Skip site navigation (1)Skip section navigation (2)
Date:      Mon, 3 Jun 1996 04:09:04 +0200 (MES)
From:      gusw@zedat.fu-berlin.de (Gunther Schadow)
To:        deborah@microunity.com, gusw@zedat.fu-berlin.de
Cc:        freebsd-hackers@freebsd.org
Subject:   Re: Adaptec 2940 U makes fatal bus resets!
Message-ID:  <m0uQP4q-000dR6C@fub46.zedat.fu-berlin.de>

next in thread | raw e-mail | index | archive | help
Yeah! I cut off that problem, finally!

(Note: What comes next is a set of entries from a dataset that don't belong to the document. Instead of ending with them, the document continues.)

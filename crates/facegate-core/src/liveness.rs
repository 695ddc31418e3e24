//! Challenge-based liveness gates.
//!
//! Both gates are fed one observation per camera frame and latch once the
//! challenge is met. A printed photo can neither blink nor follow a
//! commanded head turn.

use serde::{Deserialize, Serialize};
use std::fmt;

pub const DEFAULT_EAR_THRESHOLD: f32 = 0.25;
pub const DEFAULT_BLINK_CONSECUTIVE_FRAMES: u32 = 3;
pub const DEFAULT_HEAD_TURN_THRESHOLD_PX: f32 = 50.0;

/// Eye aspect ratio over a six-point eye contour.
///
/// Points follow the 68-point convention: p1 and p4 are the eye corners,
/// p2/p3 the upper lid, p6/p5 the lower lid.
pub fn eye_aspect_ratio(eye: &[(f32, f32); 6]) -> f32 {
    let dist = |a: (f32, f32), b: (f32, f32)| ((a.0 - b.0).powi(2) + (a.1 - b.1).powi(2)).sqrt();

    let vertical = dist(eye[1], eye[5]) + dist(eye[2], eye[4]);
    let horizontal = dist(eye[0], eye[3]);
    if horizontal > f32::EPSILON {
        vertical / (2.0 * horizontal)
    } else {
        0.0
    }
}

/// Blink detector: EAR below threshold for enough consecutive frames, then reopen.
#[derive(Debug, Clone)]
pub struct BlinkGate {
    ear_threshold: f32,
    min_consecutive: u32,
    closed_frames: u32,
    blinks: u32,
}

impl BlinkGate {
    pub fn new(ear_threshold: f32, min_consecutive: u32) -> Self {
        Self {
            ear_threshold,
            min_consecutive: min_consecutive.max(1),
            closed_frames: 0,
            blinks: 0,
        }
    }

    /// Feed the mean EAR of the current frame, or `None` when no face was found.
    /// Returns whether a blink has been confirmed so far.
    pub fn observe(&mut self, ear: Option<f32>) -> bool {
        match ear {
            Some(ear) if ear < self.ear_threshold => {
                self.closed_frames += 1;
            }
            Some(ear) => {
                if self.closed_frames >= self.min_consecutive {
                    self.blinks += 1;
                    tracing::debug!(ear, closed_frames = self.closed_frames, "blink detected");
                }
                self.closed_frames = 0;
            }
            None => self.closed_frames = 0,
        }
        self.is_confirmed()
    }

    pub fn is_confirmed(&self) -> bool {
        self.blinks > 0
    }
}

impl Default for BlinkGate {
    fn default() -> Self {
        Self::new(DEFAULT_EAR_THRESHOLD, DEFAULT_BLINK_CONSECUTIVE_FRAMES)
    }
}

/// Commanded head-turn direction, in image coordinates.
#[derive(Debug, Clone, Copy, PartialEq, Eq, Serialize, Deserialize)]
#[serde(rename_all = "lowercase")]
pub enum Direction {
    Left,
    Right,
}

impl Direction {
    pub fn random() -> Self {
        if rand::random::<bool>() {
            Direction::Left
        } else {
            Direction::Right
        }
    }
}

impl fmt::Display for Direction {
    fn fmt(&self, f: &mut fmt::Formatter<'_>) -> fmt::Result {
        f.write_str(match self {
            Direction::Left => "LEFT",
            Direction::Right => "RIGHT",
        })
    }
}

/// Head-turn detector: lateral face-center displacement past a pixel threshold.
#[derive(Debug, Clone)]
pub struct HeadTurnGate {
    direction: Direction,
    threshold_px: f32,
    reference_x: Option<f32>,
    confirmed: bool,
}

impl HeadTurnGate {
    pub fn new(direction: Direction, threshold_px: f32) -> Self {
        Self {
            direction,
            threshold_px,
            reference_x: None,
            confirmed: false,
        }
    }

    pub fn direction(&self) -> Direction {
        self.direction
    }

    /// Feed the face center of the current frame, or `None` when no face was found.
    ///
    /// The first center seen becomes the reference; losing the face drops it.
    pub fn observe(&mut self, center_x: Option<f32>) -> bool {
        if self.confirmed {
            return true;
        }
        let Some(x) = center_x else {
            self.reference_x = None;
            return false;
        };
        let reference = *self.reference_x.get_or_insert(x);
        let movement = x - reference;

        self.confirmed = match self.direction {
            Direction::Right => movement > self.threshold_px,
            Direction::Left => movement < -self.threshold_px,
        };
        if self.confirmed {
            tracing::debug!(movement, direction = %self.direction, "head turn detected");
        }
        self.confirmed
    }

    pub fn is_confirmed(&self) -> bool {
        self.confirmed
    }
}

/// What the face analysis saw in one frame, as needed by a liveness gate.
#[derive(Debug, Clone, Copy, Default)]
pub struct FrameObservation {
    pub center_x: Option<f32>,
    pub ear: Option<f32>,
}

/// Either liveness challenge.
#[derive(Debug, Clone)]
pub enum LivenessGate {
    Blink(BlinkGate),
    HeadTurn(HeadTurnGate),
}

impl LivenessGate {
    pub fn observe(&mut self, obs: FrameObservation) -> bool {
        match self {
            LivenessGate::Blink(gate) => gate.observe(obs.ear),
            LivenessGate::HeadTurn(gate) => gate.observe(obs.center_x),
        }
    }

    pub fn is_confirmed(&self) -> bool {
        match self {
            LivenessGate::Blink(gate) => gate.is_confirmed(),
            LivenessGate::HeadTurn(gate) => gate.is_confirmed(),
        }
    }

    pub fn needs_eye_landmarks(&self) -> bool {
        matches!(self, LivenessGate::Blink(_))
    }

    /// Text shown to the subject.
    pub fn instruction(&self) -> String {
        match self {
            LivenessGate::Blink(_) => "Blink your eyes".to_string(),
            LivenessGate::HeadTurn(gate) => format!("Turn head {}", gate.direction()),
        }
    }
}

#[cfg(test)]
mod tests {
    use super::*;

    fn eye(open: f32) -> [(f32, f32); 6] {
        // 30 px wide eye with lids `open` px apart
        [
            (0.0, 0.0),
            (10.0, -open / 2.0),
            (20.0, -open / 2.0),
            (30.0, 0.0),
            (20.0, open / 2.0),
            (10.0, open / 2.0),
        ]
    }

    #[test]
    fn test_ear_open_and_closed() {
        assert!((eye_aspect_ratio(&eye(12.0)) - 0.4).abs() < 1e-5);
        assert!(eye_aspect_ratio(&eye(3.0)) < DEFAULT_EAR_THRESHOLD);
    }

    #[test]
    fn test_ear_degenerate_eye() {
        assert_eq!(eye_aspect_ratio(&[(5.0, 5.0); 6]), 0.0);
    }

    #[test]
    fn test_blink_needs_reopen_after_consecutive_closed_frames() {
        let mut gate = BlinkGate::new(0.25, 3);
        for ear in [0.30, 0.10, 0.10, 0.10] {
            assert!(!gate.observe(Some(ear)));
        }
        // held closed is not yet a blink
        assert!(!gate.is_confirmed());
        assert!(gate.observe(Some(0.31)));
        // stays latched
        assert!(gate.observe(Some(0.31)));
    }

    #[test]
    fn test_short_dip_is_not_a_blink() {
        let mut gate = BlinkGate::new(0.25, 3);
        for ear in [0.10, 0.10, 0.30, 0.10, 0.30] {
            assert!(!gate.observe(Some(ear)));
        }
    }

    #[test]
    fn test_blink_counter_resets_when_face_lost() {
        let mut gate = BlinkGate::new(0.25, 2);
        gate.observe(Some(0.1));
        gate.observe(None);
        gate.observe(Some(0.1));
        assert!(!gate.observe(Some(0.3)));
    }

    #[test]
    fn test_head_turn_right() {
        let mut gate = HeadTurnGate::new(Direction::Right, 50.0);
        assert!(!gate.observe(Some(300.0)));
        assert!(!gate.observe(Some(340.0)));
        assert!(!gate.observe(Some(350.0)));
        assert!(gate.observe(Some(351.0)));
    }

    #[test]
    fn test_head_turn_wrong_direction_rejected() {
        let mut gate = HeadTurnGate::new(Direction::Left, 50.0);
        gate.observe(Some(300.0));
        assert!(!gate.observe(Some(400.0)));
        assert!(gate.observe(Some(240.0)));
    }

    #[test]
    fn test_head_turn_reference_cleared_without_face() {
        let mut gate = HeadTurnGate::new(Direction::Right, 50.0);
        gate.observe(Some(100.0));
        gate.observe(None);
        // new reference at 200, so 240 is only 40 px of movement
        assert!(!gate.observe(Some(200.0)));
        assert!(!gate.observe(Some(240.0)));
        assert!(gate.observe(Some(260.0)));
    }

    #[test]
    fn test_gate_instruction_and_dispatch() {
        let mut gate = LivenessGate::HeadTurn(HeadTurnGate::new(Direction::Left, 10.0));
        assert_eq!(gate.instruction(), "Turn head LEFT");
        assert!(!gate.needs_eye_landmarks());
        gate.observe(FrameObservation { center_x: Some(100.0), ear: None });
        assert!(gate.observe(FrameObservation { center_x: Some(80.0), ear: None }));
        assert!(gate.is_confirmed());

        let blink = LivenessGate::Blink(BlinkGate::default());
        assert!(blink.needs_eye_landmarks());
        assert_eq!(blink.instruction(), "Blink your eyes");
    }
}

And there is some more to say
about timeout timers/counters ... please read on.

My first posting for help:

>>    Hi,

>>    my new machine has an Adaptech 2940 Ultra SCSI host adapter with
>>    an IBM DORS SCSI2 (2 GB) disk, a CD ROM and a DAT drive attached to
>>    it. Now, when I write to the DAT, everything seems O.K., however,
>>    when trying to read, I sometimes get:

>>    ahc0: target 6, lun 0 (st0) timed out
>>    st0(ahc0:6:0): BUS DEVICE RESET message queued
>>    and then:
>>    st0(ahc0:6:0): Target Busy

>>    I can't figure out, what is wrong here, since sometimes reading works
>>    just fine.

my only answer I've got:

> Did you see my posting on almost the same day reporting
> problems with the same controller as you have and
> a CD-ROM drive? I can get the machine to boot, but
> when I mount from the CD I see the exact same error
> messages as you do. From our mutual problems, I suspect
> the problem is with the controller, not the SCSI
> devices attached. The controller is rather new.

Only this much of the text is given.